Overall, these details add to the contradictory and fragmentary picture of Cnut's maternal ancestry. Norse sagas emphasize a Wendish/Obotrite connection (Gunhild daughter of Burislav), while Continental sources suggest a more stretched, albeit unlikely, Piast connection, or broader West Slavic ties. Historians continue to debate whether these point to one woman, two, or a composite semi-legendary literary figure shaped by dynastic propaganda.

==Identities==
Several alternative interpretations of these data have been proposed; many are contradictory or conflating several figures. Gunhild might be identical to the historical wife of Sweyn.
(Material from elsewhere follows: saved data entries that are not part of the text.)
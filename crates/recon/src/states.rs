//! Canonical US state table: 50 states plus the District of Columbia.

use std::collections::{BTreeMap, HashMap};

use crate::model::StateCode;

pub const US_STATES: [(&str, &str); 51] = [
    ("Alabama", "AL"),
    ("Alaska", "AK"),
    ("Arizona", "AZ"),
    ("Arkansas", "AR"),
    ("California", "CA"),
    ("Colorado", "CO"),
    ("Connecticut", "CT"),
    ("Delaware", "DE"),
    ("District of Columbia", "DC"),
    ("Florida", "FL"),
    ("Georgia", "GA"),
    ("Hawaii", "HI"),
    ("Idaho", "ID"),
    ("Illinois", "IL"),
    ("Indiana", "IN"),
    ("Iowa", "IA"),
    ("Kansas", "KS"),
    ("Kentucky", "KY"),
    ("Louisiana", "LA"),
    ("Maine", "ME"),
    ("Maryland", "MD"),
    ("Massachusetts", "MA"),
    ("Michigan", "MI"),
    ("Minnesota", "MN"),
    ("Mississippi", "MS"),
    ("Missouri", "MO"),
    ("Montana", "MT"),
    ("Nebraska", "NE"),
    ("Nevada", "NV"),
    ("New Hampshire", "NH"),
    ("New Jersey", "NJ"),
    ("New Mexico", "NM"),
    ("New York", "NY"),
    ("North Carolina", "NC"),
    ("North Dakota", "ND"),
    ("Ohio", "OH"),
    ("Oklahoma", "OK"),
    ("Oregon", "OR"),
    ("Pennsylvania", "PA"),
    ("Rhode Island", "RI"),
    ("South Carolina", "SC"),
    ("South Dakota", "SD"),
    ("Tennessee", "TN"),
    ("Texas", "TX"),
    ("Utah", "UT"),
    ("Vermont", "VT"),
    ("Virginia", "VA"),
    ("Washington", "WA"),
    ("West Virginia", "WV"),
    ("Wisconsin", "WI"),
    ("Wyoming", "WY"),
];

/// Exact-match lookup from state name or code to canonical code.
///
/// Both spellings are keys because sources disagree: one export carries
/// full names, another carries codes.
#[derive(Debug, Clone)]
pub struct StateTable {
    entries: HashMap<String, String>,
}

impl Default for StateTable {
    fn default() -> Self {
        let mut entries = HashMap::with_capacity(US_STATES.len() * 2);
        for (name, code) in US_STATES {
            entries.insert(name.to_string(), code.to_string());
            entries.insert(code.to_string(), code.to_string());
        }
        Self { entries }
    }
}

impl StateTable {
    /// Built-in table plus operator-supplied name → code entries.
    pub fn with_overrides(extra: &BTreeMap<String, String>) -> Self {
        let mut table = Self::default();
        for (name, code) in extra {
            let code = code.to_ascii_uppercase();
            table.entries.insert(name.trim().to_string(), code.clone());
            table.entries.insert(code.clone(), code);
        }
        table
    }

    /// Look up a raw state string. Only surrounding whitespace is ignored.
    pub fn lookup(&self, raw: &str) -> StateCode {
        match self.entries.get(raw.trim()) {
            Some(code) => StateCode::Code(code.clone()),
            None => StateCode::Unmapped,
        }
    }

    pub fn len(&self) -> usize {
        self.entries.len()
    }

    pub fn is_empty(&self) -> bool {
        self.entries.is_empty()
    }

    /// Distinct (name, code) pairs, sorted by name. Codes mapping to themselves are skipped.
    pub fn names(&self) -> Vec<(&str, &str)> {
        let mut names: Vec<(&str, &str)> = self
            .entries
            .iter()
            .filter(|(k, v)| k != v)
            .map(|(k, v)| (k.as_str(), v.as_str()))
            .collect();
        names.sort();
        names
    }
}

#[cfg(test)]
mod tests {
    use super::*;

    #[test]
    fn default_table_has_51_names() {
        let table = StateTable::default();
        assert_eq!(table.names().len(), 51);
        assert_eq!(table.len(), 102);
    }

    #[test]
    fn full_names_and_codes_resolve() {
        let table = StateTable::default();
        assert_eq!(table.lookup("Colorado"), StateCode::Code("CO".into()));
        assert_eq!(table.lookup("CO"), StateCode::Code("CO".into()));
        assert_eq!(table.lookup("  Texas "), StateCode::Code("TX".into()));
        assert_eq!(table.lookup("District of Columbia"), StateCode::Code("DC".into()));
    }

    #[test]
    fn lookup_is_exact() {
        let table = StateTable::default();
        assert_eq!(table.lookup("colorado"), StateCode::Unmapped);
        assert_eq!(table.lookup("Co"), StateCode::Unmapped);
        assert_eq!(table.lookup(""), StateCode::Unmapped);
    }

    #[test]
    fn puerto_rico_unmapped_until_configured() {
        let table = StateTable::default();
        assert_eq!(table.lookup("Puerto Rico"), StateCode::Unmapped);

        let mut extra = BTreeMap::new();
        extra.insert("Puerto Rico".to_string(), "pr".to_string());
        let table = StateTable::with_overrides(&extra);
        assert_eq!(table.lookup("Puerto Rico"), StateCode::Code("PR".into()));
        assert_eq!(table.lookup("PR"), StateCode::Code("PR".into()));
    }
}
Further, the dual marriage reported by Adam of Bremen matches the Heimskringla account of Sigrid the Haughty. This may represent confusion between two wives, or it could just be that Sigrid is a confused duplicate memory of the alleged same historical wife. This would mean that the woman called Gunhild in the sagas may have been Eric's widow, as few contemporary historians have hypothesized. Finally, Gunhild might be simply a legendary invention, not directly based on Sweyn's known Wendish wife.